“You get a positive result, and that’s a lifelong change in your life. And society is still set up to think that HIV is a death sentence, like it was before the advancement of medication.”
That’s Mikayla Robinson. She works as an engagement specialist with Mozaic, an outreach program through Equitas Health targeting transgender and gender non-binary people of color. She’s also HIV positive.
This World AIDS Day, Robinson and others in the field want you to know your status. It’s this year’s theme, and during an event this Saturday, Dec. 1, Robinson and her coworker Luster Singleton will be putting on a show at Nationwide Children’s Hospital to demonstrate how far science has come, and how manageable an HIV diagnosis can be.
Singleton was on the frontline during the AIDS epidemic in the 80s. They saw 29 of their friends die and inevitably withdrew from HIV/AIDS work. Then they met Robinson.
“They found me, a friend who was surviving and living who was HIV positive,” she says. “So they got to see me go through the transitions of finding out your diagnosis, figuring out how to handle and deal with it, being able to get on medicine and getting to a point of being undetectable and having good health.”
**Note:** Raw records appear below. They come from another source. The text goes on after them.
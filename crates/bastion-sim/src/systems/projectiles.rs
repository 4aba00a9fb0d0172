//! Projectile system: homing flight and impact resolution.

use hecs::{Entity, World};
use tracing::trace;

use bastion_core::catalog::Resolution;
use bastion_core::components::{EnemyState, Projectile, StatusEffects};
use bastion_core::events::GameEvent;
use bastion_core::types::Position;
use bastion_enemy_ai::status;

use crate::collaborators::Collaborators;
use crate::combat::{self, Hit};
use crate::registry::{self, SpatialQuery};

/// Move every projectile toward its target's current position. A projectile
/// that can reach the target this tick resolves instead of overshooting.
/// Projectiles whose target is gone, or whose lifetime runs out, vanish
/// without effect. Returns how many enemies died.
pub fn run(
    world: &mut World,
    dt: f64,
    collaborators: &mut Collaborators,
    events: &mut Vec<GameEvent>,
    despawn_buffer: &mut Vec<Entity>,
) -> u32 {
    despawn_buffer.clear();

    let projectiles: Vec<(Entity, Projectile)> = world
        .query::<&Projectile>()
        .iter()
        .map(|(entity, p)| (entity, *p))
        .collect();

    let mut killed = 0;
    for (entity, mut projectile) in projectiles {
        let Some(target) = registry::living_enemy(world, projectile.target) else {
            despawn_buffer.push(entity);
            continue;
        };
        let (Some(from), Some(to)) = (
            registry::position_of(world, entity),
            registry::position_of(world, target),
        ) else {
            despawn_buffer.push(entity);
            continue;
        };

        let travel = projectile.speed * dt;
        if from.distance(to) <= travel {
            if let Ok(mut pos) = world.get::<&mut Position>(entity) {
                pos.0 = to;
            }
            killed += resolve(world, target, &projectile, collaborators, events);
            despawn_buffer.push(entity);
            continue;
        }

        if projectile.lifetime.tick() {
            trace!(target = ?projectile.target, "projectile expired");
            despawn_buffer.push(entity);
            continue;
        }
        let next = from + (to - from).normalize_or_zero() * travel;
        if let Ok(mut pos) = world.get::<&mut Position>(entity) {
            pos.0 = next;
        }
        if let Ok(mut slot) = world.get::<&mut Projectile>(entity) {
            *slot = projectile;
        }
    }

    for entity in despawn_buffer.drain(..) {
        let _ = world.despawn(entity);
    }
    killed
}

/// Apply a projectile's effect at its target.
fn resolve(
    world: &mut World,
    target: Entity,
    projectile: &Projectile,
    collaborators: &mut Collaborators,
    events: &mut Vec<GameEvent>,
) -> u32 {
    match projectile.resolution {
        Resolution::Direct => {
            combat::apply_hit(world, target, projectile.damage, collaborators, events)
        }
        Resolution::Area { radius } => {
            let Some(impact) = registry::position_of(world, target) else {
                return 0;
            };
            let victims = world.enemies_within(impact, radius, |_, e: &EnemyState| e.is_alive());
            trace!(victims = victims.len(), radius, "area impact");
            let hits: Vec<Hit> = victims
                .into_iter()
                .map(|target| Hit {
                    target,
                    amount: projectile.damage,
                })
                .collect();
            combat::apply_hits(world, hits, collaborators, events)
        }
        Resolution::Slow {
            factor,
            duration_secs,
        } => {
            let killed =
                combat::apply_hit(world, target, projectile.damage, collaborators, events);
            let alive = world.get::<&EnemyState>(target).is_ok_and(|e| e.is_alive());
            if alive {
                if let Ok(mut effects) = world.get::<&mut StatusEffects>(target) {
                    status::apply_slow(&mut effects, factor, duration_secs);
                }
            }
            killed
        }
    }
}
Robinson says in the 80s, it was a fight to figure out which medicines could manage the virus. But now there are medications like Pre-Exposure Prophylaxis (PrEP) and Post-Exposure Prophylaxis (PEP), the birth control and Plan B of HIV prevention. And for those who’ve already been diagnosed with HIV, there are medications that can suppress the virus to the point of undetectability.
That’s a point that Robinson stressed — the possibility of the virus becoming undetectable. She’s been virally suppressed and undetectable for six years, meaning the virus can’t be spread to any of her partners. The medical world has coined a term for it: U=U, or undetectable equals untransmittable.
Despite these advancements, Robinson says there are a number of factors that keep people from being tested, like the life-altering effect of a positive result, or the fact that society has yet to catch up with science, and being HIV positive still carries a lot of stigma. She says the only way to change that is continued education.
This year Equitas Health is partnering with Columbus Public Health (CPH) and Nationwide Children’s Hospital for an educational and commemorative event. They’ll display the names of those who’ve succumbed to the virus while celebrating the lives of those who are living healthily with HIV. There will be live performances and free HIV testing. It’ll take place from 3 to 6 p.m. at the Stecker Auditorium in the Children’s Hospital (575 S. Eighteenth St.).
For those who can’t make it to the event, there are other places to get tested in Columbus, including CPH’s Sexual Health Clinic and Take Care Down There Clinic (240 Parsons Ave.), the Faces Program at Nationwide Children’s Hospital (380 Butterfly Gardens Dr.), Equitas Health (4400 N. High St., Ste. 300; 1033 N. High St.), OSU Student Wellness Center (337 Annie and John Glenn Ave., Room B130), and the Out of the Closet thrift store (1230 N. High St.).